Entries provided:
BEGIN
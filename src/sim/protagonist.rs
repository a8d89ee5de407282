//! The dragon and the scrolling cavern behind it
//!
//! The dragon never moves on screen. Steering input pushes the background
//! the opposite way, so the dragon's position in the cavern is its screen
//! position minus the background offset. Wall bounce is worked out in that
//! cavern frame and written back onto the background.

use glam::DVec2;

use super::bounce::{BounceProfile, BounceResolver};
use super::mask::CollisionMask;
use super::motion::{Advance, BodyKind, Intent, MotionState};
use crate::settings::{SpriteSize, Tuning};

#[derive(Debug, Clone)]
pub struct Protagonist {
    /// Fixed screen position (centre of the frame)
    screen_pos: DVec2,
    /// Background offset and scroll velocity
    background: MotionState,
    facing_right: bool,
    size: SpriteSize,
}

impl Protagonist {
    /// Dragon at the frame centre, with the bottom of a `terrain_height`
    /// cavern aligned to the bottom of the frame
    pub fn new(tuning: &Tuning, terrain_height: u32) -> Self {
        let screen_pos = DVec2::new(tuning.frame_width as f64 / 2.0, tuning.frame_height as f64 / 2.0);
        let start = DVec2::new(0.0, tuning.frame_height as f64 - terrain_height as f64);
        Self {
            screen_pos,
            background: MotionState::at(start)
                .with_acceleration(tuning.acceleration)
                .with_gravity(tuning.gravity)
                .with_max_velocity(tuning.max_velocity),
            facing_right: true,
            size: tuning.dragon,
        }
    }

    /// Turn toward the horizontal input, if any
    pub fn face(&mut self, intent: Intent) {
        if intent.contains(Intent::LEFT) {
            self.facing_right = false;
        } else if intent.contains(Intent::RIGHT) {
            self.facing_right = true;
        }
    }

    #[inline]
    pub fn facing_right(&self) -> bool {
        self.facing_right
    }

    #[inline]
    pub fn screen_position(&self) -> DVec2 {
        self.screen_pos
    }

    /// Translation from cavern coordinates to screen coordinates
    #[inline]
    pub fn background_offset(&self) -> DVec2 {
        self.background.pos
    }

    pub fn background(&self) -> &MotionState {
        &self.background
    }

    /// Where the dragon is in the cavern
    #[inline]
    pub fn map_position(&self) -> DVec2 {
        self.screen_pos - self.background.pos
    }

    /// The dragon's own velocity (the background scrolls the other way)
    pub fn velocity(&self) -> DVec2 {
        -self.background.vel
    }

    pub fn size(&self) -> SpriteSize {
        self.size
    }
}

impl Advance for Protagonist {
    fn kind(&self) -> BodyKind {
        BodyKind::Protagonist
    }

    fn advance(&mut self, intent: Intent, terrain: &CollisionMask) -> MotionState {
        let edges = BodyKind::Background.edge_policy(terrain.width(), terrain.height());

        if let Some(profile) = BounceProfile::for_body(self.kind(), self.size.width, self.size.height) {
            let mut heading = self.background;
            heading.pos = self.map_position();
            heading.vel = self.velocity();

            let bounce = BounceResolver::new(terrain, profile).resolve(&mut heading, intent, edges);
            self.background.vel = -heading.vel;
            self.background.pos -= bounce.nudge;
        }

        self.background.advance(intent.mirrored(), edges);
        self.background
    }
}
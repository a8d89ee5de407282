//! Deterministic simulation module
//!
//! All gameplay logic lives here. This module must be pure and deterministic:
//! - Fixed timestep only, timers run on a virtual clock
//! - Stable iteration order (eggs by id)
//! - No rendering or platform dependencies

pub mod bounce;
pub mod collision;
pub mod egg;
pub mod mask;
pub mod motion;
pub mod projectile;
pub mod protagonist;
pub mod schedule;
pub mod state;
pub mod tick;

pub use bounce::{Bounce, BounceProfile, BounceResolver, reflect_with_floor};
pub use collision::{CollisionRules, check_collisions};
pub use egg::{CreatureSprite, Egg, EggStage};
pub use mask::{CollisionMask, OutOfBounds};
pub use motion::{Advance, BodyKind, EdgePolicy, Intent, MotionState};
pub use projectile::{Projectile, ProjectileForm};
pub use protagonist::Protagonist;
pub use schedule::{EggTimer, GameClock, Scheduler, TimerEvent, TimerId};
pub use state::{GameEvent, GameState, Scoreboard};
pub use tick::{TickInput, tick};
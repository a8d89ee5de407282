//! Egg → creature lifecycle
//!
//! ```text
//! NonExistent -appear-> NotReady -ripen-> Ready -hatch-> Hatched -shot-> Killed -3s-> NonExistent
//!                          \______________/
//!                            eaten() -> Eaten
//! ```
//!
//! `Eaten` and the `NonExistent` a killed creature decays into are terminal.
//! Every timer re-checks its stage when it fires; a stale timer cancels its
//! pre-hatch siblings and does nothing else.

use glam::DVec2;
use serde::{Deserialize, Serialize};

use super::bounce::{BounceProfile, BounceResolver, reflect_with_floor};
use super::mask::CollisionMask;
use super::motion::{Advance, BodyKind, Intent, MotionState};
use super::schedule::{EggTimer, GameClock, TimerEvent};
use super::state::GameEvent;
use crate::consts::MAX_BLUENESS;
use crate::error::Result;
use crate::level::EggSpawn;
use crate::pixel_distance;
use crate::settings::{SpriteSize, Tuning, seconds_to_ms};

#[derive(Debug, Clone, Copy, PartialEq, Eq, Serialize, Deserialize)]
pub enum EggStage {
    NonExistent,
    NotReady,
    Ready,
    Hatched,
    Killed,
    Eaten,
}

/// Which sprite set a creature is drawn with
#[derive(Debug, Clone, Copy, PartialEq, Eq, Default, Serialize, Deserialize)]
pub enum CreatureSprite {
    #[default]
    Normal,
    OnFire,
}

/// Per-egg durations, already converted to milliseconds
#[derive(Debug, Clone, Copy, PartialEq, Eq)]
struct Timing {
    appear_ms: u64,
    ripen_ms: u64,
    hatch_ms: u64,
    hunger_ms: u64,
    vanish_ms: u64,
    blueness_step: u8,
}

#[derive(Debug, Clone)]
pub struct Egg {
    id: usize,
    stage: EggStage,
    blueness: u8,
    hungry: bool,
    /// Set once a killed creature has disappeared; no further changes
    retired: bool,
    sprite: CreatureSprite,
    timing: Timing,
    motion: MotionState,
    size: SpriteSize,
}

impl Egg {
    /// Build an egg from its spawn record; `id` is its index in the scene
    pub fn new(id: usize, spawn: &EggSpawn, tuning: &Tuning) -> Result<Self> {
        spawn.validate(id)?;
        Ok(Self {
            id,
            stage: EggStage::NonExistent,
            blueness: 0,
            hungry: true,
            retired: false,
            sprite: CreatureSprite::Normal,
            timing: Timing {
                appear_ms: seconds_to_ms(spawn.appear_delay),
                ripen_ms: seconds_to_ms(spawn.ripen_delay),
                hatch_ms: seconds_to_ms(spawn.hatch_delay),
                hunger_ms: seconds_to_ms(tuning.hunger_cooldown_seconds),
                vanish_ms: seconds_to_ms(tuning.kill_decay_seconds),
                blueness_step: tuning.blueness_step.max(1),
            },
            motion: MotionState::at(DVec2::new(spawn.x, spawn.y))
                .with_acceleration(tuning.acceleration)
                .with_gravity(tuning.gravity)
                .with_max_velocity(tuning.creature_max_velocity()),
            size: tuning.creature,
        })
    }

    /// Arm the appear timer. A zero delay appears immediately.
    pub fn start(&mut self, clock: &mut GameClock) {
        if self.timing.appear_ms == 0 {
            self.appear(clock);
        } else {
            self.schedule(clock, self.timing.appear_ms, EggTimer::Appear);
        }
    }

    #[inline]
    pub fn id(&self) -> usize {
        self.id
    }

    #[inline]
    pub fn stage(&self) -> EggStage {
        self.stage
    }

    #[inline]
    pub fn blueness(&self) -> u8 {
        self.blueness
    }

    #[inline]
    pub fn is_hungry(&self) -> bool {
        self.hungry
    }

    pub fn sprite(&self) -> CreatureSprite {
        self.sprite
    }

    pub fn size(&self) -> SpriteSize {
        self.size
    }

    /// No further stage change can happen
    pub fn is_terminal(&self) -> bool {
        self.stage == EggStage::Eaten || self.retired
    }

    /// Egg tint: white fading to blue as it ripens
    pub fn color(&self) -> [u8; 3] {
        let c = MAX_BLUENESS - self.blueness;
        [c, c, MAX_BLUENESS]
    }

    /// Position in terrain coordinates
    #[inline]
    pub fn position(&self) -> DVec2 {
        self.motion.pos
    }

    /// Position on screen, given the background's scroll offset
    #[inline]
    pub fn world_position(&self, background_offset: DVec2) -> DVec2 {
        self.motion.pos + background_offset
    }

    pub fn motion(&self) -> &MotionState {
        &self.motion
    }

    pub fn motion_mut(&mut self) -> &mut MotionState {
        &mut self.motion
    }

    fn schedule(&self, clock: &mut GameClock, delay_ms: u64, timer: EggTimer) {
        clock.schedule_in(delay_ms, TimerEvent::Egg { egg: self.id, timer });
    }

    fn cancel(&self, clock: &mut GameClock, filter: impl Fn(EggTimer) -> bool) -> usize {
        let id = self.id;
        clock.cancel_where(|e| e.is_egg_timer(id, &filter))
    }

    fn cancel_pre_hatch(&self, clock: &mut GameClock) {
        let n = self.cancel(clock, EggTimer::is_pre_hatch);
        if n > 0 {
            log::debug!("egg {}: cancelled {} pre-hatch timers", self.id, n);
        }
    }

    fn appear(&mut self, clock: &mut GameClock) {
        self.stage = EggStage::NotReady;
        self.schedule(clock, self.timing.ripen_ms, EggTimer::Ripen);

        // Spread the colour steps so the last one lands as the egg ripens
        let steps = (MAX_BLUENESS / self.timing.blueness_step) as u64;
        let period = self.timing.ripen_ms / steps;
        if period == 0 {
            self.blueness = MAX_BLUENESS;
        } else {
            clock.schedule_every(period, TimerEvent::Egg { egg: self.id, timer: EggTimer::Blueness });
        }
    }

    /// Apply a fired timer. Returns an event for notable transitions.
    pub fn on_timer(&mut self, timer: EggTimer, clock: &mut GameClock) -> Option<GameEvent> {
        match timer {
            EggTimer::Appear => {
                if self.stage != EggStage::NonExistent || self.retired {
                    self.stale(timer, clock);
                    return None;
                }
                self.appear(clock);
                Some(GameEvent::EggAppeared { egg: self.id })
            }
            EggTimer::Blueness => {
                if self.stage != EggStage::NotReady {
                    self.stale(timer, clock);
                    return None;
                }
                self.blueness = self.blueness.saturating_add(self.timing.blueness_step);
                if self.blueness >= MAX_BLUENESS {
                    self.cancel(clock, |t| t == EggTimer::Blueness);
                }
                None
            }
            EggTimer::Ripen => {
                if self.stage != EggStage::NotReady {
                    self.stale(timer, clock);
                    return None;
                }
                self.cancel(clock, |t| t == EggTimer::Blueness);
                self.blueness = MAX_BLUENESS;
                self.stage = EggStage::Ready;
                self.schedule(clock, self.timing.hatch_ms, EggTimer::Hatch);
                Some(GameEvent::EggRipened { egg: self.id })
            }
            EggTimer::Hatch => {
                if self.stage != EggStage::Ready {
                    self.stale(timer, clock);
                    return None;
                }
                self.stage = EggStage::Hatched;
                self.hungry = true;
                log::info!("Egg {} has hatched!", self.id);
                Some(GameEvent::EggHatched { egg: self.id })
            }
            EggTimer::HungerRestored => {
                if self.stage == EggStage::Hatched {
                    self.hungry = true;
                }
                None
            }
            EggTimer::Vanish => {
                if self.stage != EggStage::Killed {
                    log::debug!("egg {}: vanish timer fired in {:?}", self.id, self.stage);
                    return None;
                }
                self.stage = EggStage::NonExistent;
                self.retired = true;
                Some(GameEvent::CreatureVanished { egg: self.id })
            }
        }
    }

    fn stale(&self, timer: EggTimer, clock: &mut GameClock) {
        log::debug!("egg {}: {:?} timer fired in {:?}, ignoring", self.id, timer, self.stage);
        self.cancel_pre_hatch(clock);
    }

    /// The dragon eats the egg.
    ///
    /// Valid from `NotReady` or `Ready`; cancels every pending pre-hatch
    /// timer. Anywhere else it is a logged no-op. Returns whether it applied.
    pub fn eaten(&mut self, clock: &mut GameClock) -> bool {
        match self.stage {
            EggStage::NotReady | EggStage::Ready => {
                self.cancel_pre_hatch(clock);
                self.stage = EggStage::Eaten;
                true
            }
            EggStage::NonExistent => false,
            EggStage::Hatched | EggStage::Killed | EggStage::Eaten => {
                log::warn!("eaten() called on egg {} while {:?}", self.id, self.stage);
                false
            }
        }
    }

    /// A fire-form projectile hit the hatched creature.
    ///
    /// Switches to the on-fire sprite and starts the disappearance timer.
    pub fn creature_shot(&mut self, clock: &mut GameClock) -> bool {
        if self.stage != EggStage::Hatched {
            log::warn!("creature_shot() called on egg {} while {:?}", self.id, self.stage);
            return false;
        }
        self.stage = EggStage::Killed;
        self.sprite = CreatureSprite::OnFire;
        self.cancel(clock, |t| t == EggTimer::HungerRestored);
        self.schedule(clock, self.timing.vanish_ms, EggTimer::Vanish);
        true
    }

    /// The creature bit the dragon; it is sated for the cooldown
    pub fn took_a_bite(&mut self, clock: &mut GameClock) {
        self.hungry = false;
        self.cancel(clock, |t| t == EggTimer::HungerRestored);
        self.schedule(clock, self.timing.hunger_ms, EggTimer::HungerRestored);
    }

    /// Bounce off the dragon: flip both axes, with a minimum recoil speed
    pub fn recoil(&mut self) {
        self.motion.vel.x = reflect_with_floor(self.motion.vel.x);
        self.motion.vel.y = reflect_with_floor(self.motion.vel.y);
    }

    /// Steering toward the dragon when hungry and within `sense_radius`
    pub fn chase_intent(&self, background_offset: DVec2, dragon: DVec2, sense_radius: f64) -> Intent {
        if self.stage != EggStage::Hatched || !self.hungry {
            return Intent::NONE;
        }
        let me = self.world_position(background_offset).trunc();
        let dragon = dragon.trunc();
        if (pixel_distance(dragon, me) as f64) < sense_radius {
            Intent::toward(me, dragon)
        } else {
            Intent::NONE
        }
    }

    /// Is the creature's own sprite opaque at terrain point `p`?
    ///
    /// The sprite is centred on the creature; points outside it never hit.
    pub fn sprite_solid_at(&self, sprite: &CollisionMask, p: DVec2) -> bool {
        let x = p.x as i32 - self.motion.pos.x as i32 + sprite.width() as i32 / 2;
        let y = p.y as i32 - self.motion.pos.y as i32 + sprite.height() as i32 / 2;
        sprite.is_solid_at(x, y)
    }
}

impl Advance for Egg {
    fn kind(&self) -> BodyKind {
        BodyKind::Creature
    }

    /// Only a hatched creature moves
    fn advance(&mut self, intent: Intent, terrain: &CollisionMask) -> MotionState {
        if self.stage != EggStage::Hatched {
            return self.motion;
        }
        let edges = self.kind().edge_policy(terrain.width(), terrain.height());
        if let Some(profile) = BounceProfile::for_body(self.kind(), self.size.width, self.size.height) {
            BounceResolver::new(terrain, profile).step(&mut self.motion, intent, edges);
        }
        self.motion
    }
}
END
Among the entries above, tally each line with the string "false" and state that figure only.

6